It was on eBay that I hit my first bonanza. I found over six pounds of wool needlepoint- and crewel-weight yarns in short, cut pieces for the very small sum of $9. Or maybe it was nine pounds of wool yarn for $6. It was tangled and messy but it contained every color in the crayon box and a great many more. I spent days sorting it out and making it neat. I wish that I had photos of it.
But here's an image of another lot I bought on eBay.
I can't tell you how much I paid, but I always try to keep my bid well below $10 a pound.
Some of these needlepoint yarns are in 40-yard skeins, and that's always great to knit with, but most are cut lengths that needlepointers use. A few are almost 2 yards long, but most are 28 inches long, and shorter. These lengths are almost perfect for the multicolored Kaffe Fassett coats knitted in intarsia. Kaffe's patterns often specify the yarn needed thusly: 7 pounds of yarn, one-third light tones, one-third medium tones and one-third dark tones. You get the picture. I can knit a coat like the Kaffe's Jug Coat for $50. (Well, it would have been $50, but I decided to add three 25-gram skeins of super expensive silky yarn at $20/skein.)
The Long Leaf Coat is coming in at quite a bit more. I started it just as the Rowan Scottish Tweed yarns were being discontinued, and I found many (but not all) of the yarns specified in the Sticka med Kaffe book at half price. You know how I love a bargain.

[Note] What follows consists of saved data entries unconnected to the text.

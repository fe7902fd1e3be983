// TMDB lookups by IMDb id
// API Documentation: https://developer.themoviedb.org/reference/find-by-id

use anyhow::{Context, Result};
use reqwest::Client;
use serde::Deserialize;
use std::time::Duration;

const TMDB_API_BASE: &str = "https://api.themoviedb.org/3";
const TMDB_IMAGE_BASE: &str = "https://image.tmdb.org/t/p";

/// TMDB API client
pub struct TmdbClient {
    client: Client,
    api_key: String,
    base_url: String,
}

#[derive(Debug, Default, Deserialize)]
pub struct FindResults {
    #[serde(default)]
    pub movie_results: Vec<FindMovie>,
    #[serde(default)]
    pub tv_results: Vec<FindTv>,
}

#[derive(Debug, Clone, Deserialize)]
pub struct FindMovie {
    pub id: i64,
    pub title: String,
    pub release_date: Option<String>,
    pub poster_path: Option<String>,
}

#[derive(Debug, Clone, Deserialize)]
pub struct FindTv {
    pub id: i64,
    pub name: String,
    pub first_air_date: Option<String>,
    pub poster_path: Option<String>,
}

#[derive(Debug, Deserialize)]
pub struct EpisodeDetails {
    pub name: Option<String>,
    pub episode_number: Option<i32>,
    pub season_number: Option<i32>,
}

impl TmdbClient {
    pub fn new(api_key: String) -> Self {
        Self::with_base_url(api_key, TMDB_API_BASE.to_string())
    }

    pub fn with_base_url(api_key: String, base_url: String) -> Self {
        let client = Client::builder()
            .timeout(Duration::from_secs(10))
            .build()
            .unwrap_or_default();
        Self {
            client,
            api_key,
            base_url,
        }
    }

    /// Movies and shows carrying this IMDb id
    pub async fn find_by_imdb(&self, imdb_id: &str) -> Result<FindResults> {
        let url = format!(
            "{}/find/{}?api_key={}&external_source=imdb_id&language=en",
            self.base_url,
            urlencoding::encode(imdb_id),
            self.api_key
        );

        let response = self
            .client
            .get(&url)
            .send()
            .await
            .context("Failed to query TMDB find")?;
        if !response.status().is_success() {
            anyhow::bail!("TMDB find returned {}", response.status());
        }

        response
            .json()
            .await
            .context("Failed to parse TMDB find response")
    }

    pub async fn get_episode(&self, tv_id: i64, season: u32, episode: u32) -> Result<EpisodeDetails> {
        let url = format!(
            "{}/tv/{}/season/{}/episode/{}?api_key={}&language=en",
            self.base_url, tv_id, season, episode, self.api_key
        );

        let response = self
            .client
            .get(&url)
            .send()
            .await
            .context("Failed to get TMDB episode")?;
        if !response.status().is_success() {
            anyhow::bail!("TMDB episode lookup returned {}", response.status());
        }

        response
            .json()
            .await
            .context("Failed to parse TMDB episode response")
    }
}

/// Full poster URL for a TMDB image path
pub fn poster_url(path: &str) -> String {
    format!("{}/w500{}", TMDB_IMAGE_BASE, path)
}

/// Year from a `YYYY-MM-DD` date
pub fn year_of(date: Option<&str>) -> Option<i32> {
    date?.get(..4)?.parse().ok()
}

#[cfg(test)]
mod tests {
    use super::*;

    #[test]
    fn test_parse_find_results() {
        let json = r#"{
            "movie_results": [{"id": 603, "title": "The Matrix", "release_date": "1999-03-30", "poster_path": "/m.jpg"}],
            "tv_results": [],
            "person_results": []
        }"#;
        let results: FindResults = serde_json::from_str(json).unwrap();
        assert_eq!(results.movie_results[0].title, "The Matrix");
        assert!(results.tv_results.is_empty());

        let empty: FindResults = serde_json::from_str("{}").unwrap();
        assert!(empty.movie_results.is_empty());
    }

    #[test]
    fn test_helpers() {
        assert_eq!(poster_url("/m.jpg"), "https://image.tmdb.org/t/p/w500/m.jpg");
        assert_eq!(year_of(Some("1999-03-30")), Some(1999));
        assert_eq!(year_of(Some("")), None);
        assert_eq!(year_of(None), None);
    }
}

Nonetheless, I'm using this bag of LOLOL yarn, too, on the LLC.
So Kaffe's Long Leaf Coat won't be $50, but it's not going to break the bank, either.
Your Kaffe Romeo & Juliet Coat is quiet a different affair. I can see why you paid so much for your seven pounds of heritage yarns. Not only have those original yarns been off the market for twenty or more years, your coat is continuous, coordinated stripes of color, and mixing bits of this and that would give it another look altogether -- not what you would want if you really liked that 30-year-old red, red coat pattern. Plus, long stripes do not call for 28-inch pieces of yarn! Not at all!
So there's a time for LOLOL yarn, and there's a time to splurge.